1 Introduction

The Unmanned Aerial Vehicle (UAV) is expected to be used in different fields such as aerial photography, transportation, search and rescue of humans, inspection, land surveying, observation and agriculture. Autonomous Aerial Vehicle (AAV) [1] has the ability to operate autonomously without human control and is expected to be used in a variety of fields, similar to UAV. So far many AAVs [2,3,4] are proposed and used practically. However, existing autonomous flight systems are designed for outdoor use and rely on location information by the Global Navigation Satellite System (GNSS) or others. On the other hand, in an environment where it is difficult to obtain position information from GNSS, it is necessary to determine a path without using position information. Therefore, autonomous movement control is essential to achieve operations that are independent of the external environment, including non-GNSS environments such as indoor, tunnel and underground.

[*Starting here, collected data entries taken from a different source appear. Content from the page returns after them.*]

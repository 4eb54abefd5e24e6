//! Flight partner token endpoint.
//!
//! # Responsibilities
//! - Exchange account credentials for a bearer token (login)
//! - Exchange a refresh token for a new bearer token (refresh)
//! - Classify failures: rejection, timeout, transport, malformed body

use std::time::Duration;

use async_trait::async_trait;
use serde::Deserialize;
use serde_json::{json, Value};
use thiserror::Error;

use crate::config::FlightPartnerConfig;

/// Token lifetime assumed when the partner omits `expires_in`.
pub const DEFAULT_EXPIRES_IN_SECS: u64 = 3600;

/// Errors raised while obtaining a flight token.
#[derive(Debug, Clone, Error)]
pub enum AuthError {
    /// The partner answered with a non-success status.
    #[error("Flight partner rejected credentials with status {status}")]
    Rejected { status: u16, body: Value },

    #[error("Token endpoint timed out after {0} seconds")]
    Timeout(u64),

    #[error("Token endpoint unreachable: {0}")]
    Transport(String),

    #[error("Malformed token response: {0}")]
    Malformed(String),
}

/// A token issued by the partner.
#[derive(Debug, Clone, PartialEq, Eq)]
pub struct TokenGrant {
    pub access_token: String,
    pub refresh_token: Option<String>,
    pub expires_in: Duration,
}

/// Seam between the credential manager and the partner's auth API.
#[async_trait]
pub trait TokenEndpoint: Send + Sync {
    /// Full login with the configured account credentials.
    async fn login(&self) -> Result<TokenGrant, AuthError>;

    /// Exchange a refresh token for a new grant.
    async fn refresh(&self, refresh_token: &str) -> Result<TokenGrant, AuthError>;
}

#[derive(Debug, Deserialize)]
struct TokenResponse {
    #[serde(alias = "accessToken", alias = "token")]
    access_token: String,
    #[serde(default, alias = "refreshToken")]
    refresh_token: Option<String>,
    #[serde(default, alias = "expiresIn")]
    expires_in: Option<u64>,
}

impl TokenResponse {
    fn into_grant(self) -> Result<TokenGrant, AuthError> {
        if self.access_token.is_empty() {
            return Err(AuthError::Malformed("empty access token".to_string()));
        }
        Ok(TokenGrant {
            access_token: self.access_token,
            refresh_token: self.refresh_token.filter(|t| !t.is_empty()),
            expires_in: Duration::from_secs(self.expires_in.unwrap_or(DEFAULT_EXPIRES_IN_SECS)),
        })
    }
}

/// Token endpoint backed by the flight partner's HTTP API.
#[derive(Debug, Clone)]
pub struct HttpTokenEndpoint {
    client: reqwest::Client,
    config: FlightPartnerConfig,
    timeout: Duration,
}

impl HttpTokenEndpoint {
    pub fn new(client: reqwest::Client, config: FlightPartnerConfig, timeout: Duration) -> Self {
        Self {
            client,
            config,
            timeout,
        }
    }

    fn url(&self, path: &str) -> String {
        format!("{}{}", self.config.base_url.trim_end_matches('/'), path)
    }

    async fn post_for_grant(&self, path: &str, body: Value) -> Result<TokenGrant, AuthError> {
        let response = self
            .client
            .post(self.url(path))
            .timeout(self.timeout)
            .json(&body)
            .send()
            .await
            .map_err(|e| self.classify(e))?;

        let status = response.status();
        let text = response.text().await.map_err(|e| self.classify(e))?;

        if !status.is_success() {
            let body = serde_json::from_str(&text).unwrap_or(Value::String(text));
            return Err(AuthError::Rejected {
                status: status.as_u16(),
                body,
            });
        }

        serde_json::from_str::<TokenResponse>(&text)
            .map_err(|e| AuthError::Malformed(e.to_string()))?
            .into_grant()
    }

    fn classify(&self, error: reqwest::Error) -> AuthError {
        if error.is_timeout() {
            AuthError::Timeout(self.timeout.as_secs())
        } else {
            AuthError::Transport(error.to_string())
        }
    }
}

#[async_trait]
impl TokenEndpoint for HttpTokenEndpoint {
    async fn login(&self) -> Result<TokenGrant, AuthError> {
        tracing::debug!(username = %self.config.username, tenant_id = %self.config.tenant_id, "Flight login");
        self.post_for_grant(
            "/auth/login",
            json!({
                "username": self.config.username,
                "password": self.config.password,
                "tenant_id": self.config.tenant_id,
            }),
        )
        .await
    }

    async fn refresh(&self, refresh_token: &str) -> Result<TokenGrant, AuthError> {
        self.post_for_grant("/auth/refresh", json!({ "refresh_token": refresh_token }))
            .await
    }
}
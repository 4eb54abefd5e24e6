//! Resilience subsystem.
//!
//! # Data Flow
//! ```text
//! Request to partner:
//!     → timeouts.rs (pick the deadline for this partner and path)
//!     → on expiry the relay answers 504
//! ```
//!
//! # Design Decisions
//! - Timeouts are non-negotiable; every external call has a deadline
//! - A single attempt per call: failures are reported, never retried

pub mod timeouts;

pub use timeouts::TimeoutPolicy;
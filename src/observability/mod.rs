//! Observability subsystem.
//!
//! # Data Flow
//! ```text
//! All subsystems produce:
//!     → logging.rs (structured log events)
//!     → metrics.rs (counters, histograms)
//!
//! Consumers:
//!     → Log aggregation (stdout)
//!     → Metrics endpoint (Prometheus scrape)
//! ```
//!
//! # Design Decisions
//! - Request ID flows from the inbound middleware into every relay log line
//! - Metrics are cheap (atomic increments)

pub mod logging;
pub mod metrics;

In [5,6,7,8] the authors consider Wireless Sensor and Actuator Networks (WSANs), which can act autonomously for disaster monitoring. A WSAN consists of wireless network nodes, all of which have the ability to sense events (sensors) and perform actuation (actuators) based on the sensing data collected by the sensors. WSAN nodes in these applications are nodes with integrated sensors and actuators that have the high processing power, high communication capability, high battery capacity and may include other functions such as mobility. The application areas of WSAN include AAV [9], Autonomous Underwater Vehicle (AUV) [10], Autonomous Surface Vehicle (ASV) [11], Heating, Ventilation, Air Conditioning (HVAC) [12], Internet of Things (IoT) [13], Ambient Intelligence (AmI) [14], ubiquitous robotics [15], and so on.

Deep reinforcement learning [16] is an intelligent algorithm that is effective in controlling autonomous robots such as AAV. Deep reinforcement learning is an approximation method using deep neural network for value function and policy function in reinforcement learning. Deep Q-Network (DQN) is a method of deep reinforcement learning using Convolution Neural Network (CNN) as a function approximation of Q-values in the Q-learning algorithm [16, 17]. DQN combines the neural fitting Q-iteration [18, 19] and experience replay [20], shares the hidden layer of the action value function for each action pattern and can stabilize learning even with nonlinear functions such as CNN [21, 22]. However, there are some points where learning is difficult to progress for problems with complex operations and rewards, or problems where it takes a long time to obtain a reward.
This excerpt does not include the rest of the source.